(Stored items)
══════════

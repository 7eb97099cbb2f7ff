#![allow(clippy::unwrap_used)]
#![allow(clippy::expect_used)]
#![allow(clippy::panic)]

use plantsense_server::config;

#[test]
fn deny_unknown_fields_nested() {
    let bad = r#"
version: 1
server:
  listen: "0.0.0.0:5000"
ingest:
  max_body_bytez: 1024 # typo should fail
"#;

    let err = config::load_from_str(bad).expect_err("must fail");
    assert_eq!(err.client_code().as_str(), "BAD_REQUEST");
}

#[test]
fn ok_minimal_config() {
    let ok = r#"
version: 1
"#;
    let cfg = config::load_from_str(ok).expect("must parse");
    assert_eq!(cfg.version, 1);
    assert_eq!(cfg.server.listen, "0.0.0.0:5000");
    assert_eq!(cfg.ingest.max_body_bytes, 65536);
    assert_eq!(cfg.forecast.max_degree, 3);
}

#[test]
fn unsupported_version_rejected() {
    let err = config::load_from_str("version: 2\n").expect_err("must fail");
    assert_eq!(err.client_code().as_str(), "UNSUPPORTED_VERSION");
}

#[test]
fn out_of_range_body_cap_rejected() {
    let bad = r#"
version: 1
ingest:
  max_body_bytes: 16
"#;
    let err = config::load_from_str(bad).expect_err("must fail");
    assert_eq!(err.client_code().as_str(), "BAD_REQUEST");
}

#[test]
fn out_of_range_degree_rejected() {
    let bad = r#"
version: 1
forecast:
  max_degree: 12
"#;
    let err = config::load_from_str(bad).expect_err("must fail");
    assert_eq!(err.client_code().as_str(), "BAD_REQUEST");
}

══════════

▶ **Task requirements**
Return exactly the lines from the line bearing "assert_eq!(cfg.ingest.max_body_bytes, 65536);" to the end of the records, inclusive of both; include no other lines.

▶ **Written answer**
    assert_eq!(cfg.ingest.max_body_bytes, 65536);
    assert_eq!(cfg.forecast.max_degree, 3);
}

#[test]
fn unsupported_version_rejected() {
    let err = config::load_from_str("version: 2\n").expect_err("must fail");
    assert_eq!(err.client_code().as_str(), "UNSUPPORTED_VERSION");
}

#[test]
fn out_of_range_body_cap_rejected() {
    let bad = r#"
version: 1
ingest:
  max_body_bytes: 16
"#;
    let err = config::load_from_str(bad).expect_err("must fail");
    assert_eq!(err.client_code().as_str(), "BAD_REQUEST");
}

#[test]
fn out_of_range_degree_rejected() {
    let bad = r#"
version: 1
forecast:
  max_degree: 12
"#;
    let err = config::load_from_str(bad).expect_err("must fail");
    assert_eq!(err.client_code().as_str(), "BAD_REQUEST");
}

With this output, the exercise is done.